Para muestra, la ley infamante emitida en 1499 en Medina del Campo por los
Reyes Católicos que ordenaba a los gitanos dejar de serlo, so pena de azotes y,
en caso de reincidencia, mutilación de las orejas y reducción a la esclavitud;
el precepto era aplicable a hombres, mujeres, niños y ancianos (Majestades,
majestades,/ Doña Isabel, Don Fernando,/ antes de poner la firma/ pensadlo, por
Dios, pensadlo, les advirtió un romance de la época, pero la pareja real no
hizo caso). Esa disposición sentó las bases para llevar a decenas de miles de
gitanos a las galeras reales en el Puerto de Santa María, para que Felipe II se
los prestara a los fúcares, quienes los asfixiaron en el fondo de sus minas de
azogue y los rostizaron en sus fundiciones (memoria del juez visitador Mateo
Alemán) y, más tarde, para prohibir que buscaran refugio en las iglesias. En su
obra Persecución, Juan Peña, El Lebrijano, ya en el siglo XX, cantó los
episodios más crueles de esa fobia que pasa por los campos de concentración de
la Alemania nazi --en donde murieron cientos de miles de gitanos que no figuran
en ningún monumento a las víctimas del Holocausto-- y llega hasta nuestros días
y que tiene su expresión más cruda en las decenas de miles de gitanos kosovares
que escapan, en estos días, a las venganzas equívocas de los albaneses.

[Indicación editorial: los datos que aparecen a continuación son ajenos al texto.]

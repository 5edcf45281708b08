//! Path-set snapshot cache.
//!
//! Persists the ordered path sequence produced by filtering so a later
//! run can skip re-walking the filesystem. The cache is strictly an
//! optimization: it stores the *pre-dedup* set (deduplication is cheap
//! to redo and load-bearing for correctness, so it always re-runs on
//! load), and a missing or stale snapshot only ever costs time, never
//! correctness.
//!
//! A snapshot that exists but cannot be parsed is a fatal error for the
//! run. Silently falling back to a re-walk could mask a configuration
//! mistake, so the caller must choose re-enumeration explicitly.

use std::fs;
use std::path::Path;

use serde::{Deserialize, Serialize};
use tracing::debug;

use crate::core::errors::{CullError, Result};
use crate::core::paths::PathSet;

/// Snapshot format version; bumped on incompatible layout changes.
const SNAPSHOT_VERSION: u32 = 1;

#[derive(Debug, Serialize, Deserialize)]
struct Snapshot {
    version: u32,
    paths: PathSet,
}

/// Persist `paths` to `destination` as a JSON snapshot.
pub fn save(paths: &PathSet, destination: &Path) -> Result<()> {
    let snapshot = Snapshot {
        version: SNAPSHOT_VERSION,
        paths: paths.clone(),
    };
    let content = serde_json::to_string(&snapshot)?;
    fs::write(destination, content).map_err(|e| {
        CullError::io(
            format!("Failed to write snapshot '{}'", destination.display()),
            e,
        )
    })?;
    debug!(
        "Wrote snapshot of {} paths to '{}'",
        paths.len(),
        destination.display()
    );
    Ok(())
}

/// Restore a path set from a snapshot written by [`save`].
///
/// Round-trips exactly: `load(save(s)) == s`, preserving membership and
/// order. Malformed or version-mismatched snapshots fail with
/// [`CullError::CacheCorruption`].
pub fn load(source: &Path) -> Result<PathSet> {
    let content = fs::read_to_string(source).map_err(|e| {
        CullError::cache_corruption(source, format!("snapshot unreadable: {e}"))
    })?;

    let snapshot: Snapshot = serde_json::from_str(&content)
        .map_err(|e| CullError::cache_corruption(source, format!("malformed snapshot: {e}")))?;

    if snapshot.version != SNAPSHOT_VERSION {
        return Err(CullError::cache_corruption(
            source,
            format!(
                "unsupported snapshot version {} (expected {SNAPSHOT_VERSION})",
                snapshot.version
            ),
        ));
    }

    debug!(
        "Loaded snapshot of {} paths from '{}'",
        snapshot.paths.len(),
        source.display()
    );
    Ok(snapshot.paths)
}

#[cfg(test)]
mod tests {
    use super::*;
    use std::path::PathBuf;

    fn set(paths: &[&str]) -> PathSet {
        PathSet::from_paths(paths.iter().map(PathBuf::from))
    }

    #[test]
    fn round_trip_preserves_membership_and_order() {
        let dir = tempfile::tempdir().unwrap();
        let snapshot = dir.path().join("paths.json");

        let original = set(&["z/last.py", "a/first.py", "m/middle.py"]);
        save(&original, &snapshot).unwrap();
        let restored = load(&snapshot).unwrap();

        assert_eq!(restored, original);
    }

    #[test]
    fn empty_set_round_trips() {
        let dir = tempfile::tempdir().unwrap();
        let snapshot = dir.path().join("empty.json");

        save(&PathSet::new(), &snapshot).unwrap();
        assert!(load(&snapshot).unwrap().is_empty());
    }

    #[test]
    fn malformed_snapshot_is_cache_corruption() {
        let dir = tempfile::tempdir().unwrap();
        let snapshot = dir.path().join("bad.json");
        fs::write(&snapshot, "[1, 2, oops").unwrap();

        let err = load(&snapshot).unwrap_err();
        assert!(matches!(err, CullError::CacheCorruption { .. }));
    }

    #[test]
    fn missing_snapshot_is_cache_corruption() {
        let err = load(Path::new("/nonexistent/snap.json")).unwrap_err();
        assert!(matches!(err, CullError::CacheCorruption { .. }));
    }

    #[test]
    fn version_mismatch_is_cache_corruption() {
        let dir = tempfile::tempdir().unwrap();
        let snapshot = dir.path().join("future.json");
        fs::write(&snapshot, r#"{"version": 99, "paths": []}"#).unwrap();

        let err = load(&snapshot).unwrap_err();
        assert!(matches!(err, CullError::CacheCorruption { .. }));
    }
}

Los Estados constituidos, o en vías de constitución, odian a
los nómadas porque resulta imposible controlarlos, obligarlos a pagar tributos,
perseguirlos por la vía penal, censarlos, inscribirlos en el padrón de
votantes, educar a sus hijos o pregonarles los beneficios del seguro social.
Además, el orden político contemporáneo, repleto de ONG y promesas de
tolerancia, está construido sobre las premisas de la nacionalidad y la
ciudadanía, y niega rotundamente un sitio a quienes, por no tener residencia
fija, carecen de tales condiciones. Bienvenidos los vagabundos, siempre y
cuando se desplacen por KLM, se hospeden en hoteles Sheraton y ostenten su
notebook y su tarjeta Visa: la libertad en su significación más primaria --la
de movimiento, tránsito, viaje permanente-- es un servicio carísimo y los
pobres deben circunscribir su existencia a una ciudad perdida, a un
multifamiliar ruinoso o a una reserva territorial.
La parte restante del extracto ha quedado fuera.